大学進学を希望する障害者が韓国で年々増加する中、各大学の対応は依然として不十分だ。特に学内にエレベーターのない建物が多く、移動に大きな不便を強いられている。
NEWSIS記者は1日、脳性まひによる重度障害者のチェ・ジェホさん(25)とソウル市内の大学を訪ねた。チョさんはある大学の政治外交学科4年だ。
チョさんが最も頻繁に利用する社会科学大学の建物は地上7階・地下2階建て。障害者用エレベーターが2基あるが、1階にはスロープがないためエレベーターに乗るには約100メートルの坂道を遠回りして2階の裏口から入る必要がある。また、エレベーターの乗降口には段差があり、車椅子が引っかかる危険性もある。
工学部の建物は5階建て。1階にスロープがあるものの、2階から上は階段でしか移動できない。「障害者呼び出しベル」があるが、手すりが邪魔で押せないケースもあった。
続いて訪れた文科大学では、建物2棟をつなぐ連絡通路の鉄扉に「防火扉常時閉鎖」の案内が貼られ、通行が遮断されていた。また、「障害勤労学生」制度の窓口がある本館にすらエレベーターがなかった。

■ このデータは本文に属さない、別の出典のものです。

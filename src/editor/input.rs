//! Toolkit-independent input events consumed by the canvas controller.
//!
//! Positions are canvas-local screen coordinates. Any UI layer (egui, a test,
//! a web shell) can drive the editor by producing these values.

use crate::types::{NodeId, Position};

/// Mouse button of a press.
#[derive(Debug, Clone, Copy, PartialEq, Eq)]
pub enum PointerButton {
    /// Left button
    Primary,
    /// Wheel button
    Middle,
    /// Right button
    Secondary,
}

/// What was under the pointer when a button went down.
#[derive(Debug, Clone, PartialEq, Eq)]
pub enum HitTarget {
    /// Empty canvas
    Background,
    /// The body of a node
    Node(NodeId),
}

/// One input event delivered to [`Editor::handle_input`](super::Editor::handle_input).
#[derive(Debug, Clone, PartialEq)]
pub enum InputEvent {
    /// A button was pressed over the canvas.
    PointerDown {
        /// Pointer position
        pos: Position,
        /// Button pressed
        button: PointerButton,
        /// Element under the pointer
        target: HitTarget,
    },
    /// The pointer moved (anywhere, while a gesture holds the capture).
    PointerMove {
        /// Pointer position
        pos: Position,
    },
    /// A button was released anywhere.
    PointerUp {
        /// Pointer position
        pos: Position,
    },
    /// The pointer was lost (left the window, focus change). Ends any gesture.
    PointerLost,
    /// A wheel or trackpad scroll, in browser convention (positive y scrolls down).
    Wheel {
        /// Scroll delta in screen pixels
        delta: Position,
        /// Whether the zoom modifier (Ctrl/Cmd) was held
        zoom: bool,
    },
}
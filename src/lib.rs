//! # FlowVision
//!
//! A visual editor for media/AI processing pipelines. Node templates (video
//! sources, detectors, trackers, pose estimators, classifiers, logic gates and
//! sinks) are dragged from a library onto a pannable, zoomable canvas, wired
//! together and configured in an inspector panel.
//!
//! ## Features
//! - Canvas panning (drag empty space or middle button, wheel scroll) and zooming (Ctrl/Cmd + wheel)
//! - Node dragging with drift-free positioning at any zoom level
//! - Drag-and-drop from the component library
//! - Directional "+" buttons that add and auto-connect a neighbouring node
//! - Inspector panel for labels, descriptions, status and per-type parameters
//! - Light and dark themes
//!
//! The editing rules live in [`editor::Editor`], which is driven by
//! toolkit-independent [`editor::InputEvent`]s; the egui front end only
//! translates input and paints.

#![warn(missing_docs)]
#![deny(unsafe_code)]

pub mod catalog;
pub mod constants;
pub mod editor;
pub mod seed;
mod types;
mod ui;
pub mod workflow;

pub use types::*;
use ui::WorkflowApp;

/// Runs the editor with default window settings.
///
/// # Returns
///
/// Returns `Ok(())` when the window is closed, or an `eframe::Error` if
/// initialization fails.
///
/// # Example
///
/// ```no_run
/// fn main() -> Result<(), eframe::Error> {
///     flow_vision::run_app()
/// }
/// ```
pub fn run_app() -> Result<(), eframe::Error> {
    let options = eframe::NativeOptions {
        viewport: egui::ViewportBuilder::default()
            .with_title("FlowVision")
            .with_inner_size([1440.0, 900.0]),
        ..Default::default()
    };
    log::info!("starting FlowVision editor");
    eframe::run_native(
        "FlowVision",
        options,
        Box::new(|_cc| Ok(Box::new(WorkflowApp::default()))),
    )
}

#[cfg(test)]
mod tests {
    use super::*;
    use editor::{Editor, HitTarget, InputEvent, PointerButton};

    #[test]
    fn test_add_detection_to_the_right_of_the_source() {
        let mut wf = workflow::Workflow::new();
        wf.add_node(Node::new(
            NodeId::from("1"),
            NodeType::Input,
            pos(100.0, 300.0),
            NodeData::labeled("Video Source"),
        ));
        let mut ed = Editor::with_workflow(wf);

        ed.begin_directional_add(
            NodeId::from("1"),
            Direction::Right,
            types::Rect::from_min_size(pos(330.0, 350.0), pos(20.0, 20.0)),
        );
        assert!(ed.pending_add().is_some());
        let new_id = ed.complete_directional_add(NodeType::Detection).unwrap();

        let new_node = ed.workflow().node(&new_id).unwrap();
        assert_eq!(new_node.position, pos(450.0, 300.0));
        assert_eq!(new_node.node_type, NodeType::Detection);
        assert_eq!(ed.workflow().connections().len(), 1);
        let conn = &ed.workflow().connections()[0];
        assert_eq!(conn.source_node_id, NodeId::from("1"));
        assert_eq!(conn.source_port, "out-1");
        assert_eq!(conn.target_node_id, new_id);
        assert_eq!(conn.target_port, "in-1");
        assert!(ed.pending_add().is_none());
    }

    #[test]
    fn test_pan_then_drag_on_starter_pipeline() {
        let mut ed = Editor::with_workflow(seed::starter_pipeline());

        ed.handle_input(InputEvent::PointerDown {
            pos: pos(5.0, 5.0),
            button: PointerButton::Primary,
            target: HitTarget::Background,
        });
        ed.handle_input(InputEvent::PointerMove { pos: pos(15.0, 15.0) });
        ed.handle_input(InputEvent::PointerMove { pos: pos(11.0, 21.0) });
        ed.handle_input(InputEvent::PointerUp { pos: pos(11.0, 21.0) });
        assert_eq!(ed.viewport().offset(), pos(6.0, 16.0));

        ed.handle_input(InputEvent::Wheel {
            delta: pos(0.0, -1.0),
            zoom: true,
        });
        let screen = ed
            .viewport()
            .world_to_screen(ed.workflow().node(&NodeId::from("3")).unwrap().position);
        let hit = ed.node_at_screen(screen + pos(1.0, 1.0)).map(|n| n.id.clone());
        assert_eq!(hit, Some(NodeId::from("3")));

        ed.handle_input(InputEvent::PointerDown {
            pos: screen,
            button: PointerButton::Primary,
            target: HitTarget::Node(NodeId::from("3")),
        });
        ed.handle_input(InputEvent::PointerMove {
            pos: screen + pos(21.0, 42.0),
        });
        ed.handle_input(InputEvent::PointerUp { pos: screen });

        let moved = ed.workflow().node(&NodeId::from("3")).unwrap().position;
        assert!((moved.x - 820.0).abs() < 1e-3);
        assert!((moved.y - 240.0).abs() < 1e-3);
        assert!(ed.selection().inspector_visible());
    }
}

「車椅子で坂を登ると肩が痛くなるし、夏は汗だくになる。改善は進んでいるが、細かな不備が多い」とチョさん。大学の障害学生支援センターは「エレベーター未設置の建物には順次設置を検討している」と説明した。
2022年のデータによると、韓国で障害のある大学生は9824人。身体障害者が約38%(3802人)を占める。しかし、重度身体障害者が多く在籍する上位9大学では、401棟のうち99棟にエレベーターが設置されておらず、根本的な解決にはエレベーターの設置が不可欠との声が高まっている。
三育(サムユク)大学建築学科のイ・ギュイル教授は「大学は高等教育機関として障害者のアクセスと利便性確保において最も模範的であるべきだ。全ての教室にアクセスできるよう教育省や国土交通省などの制度的支援が必要だ」と強調した。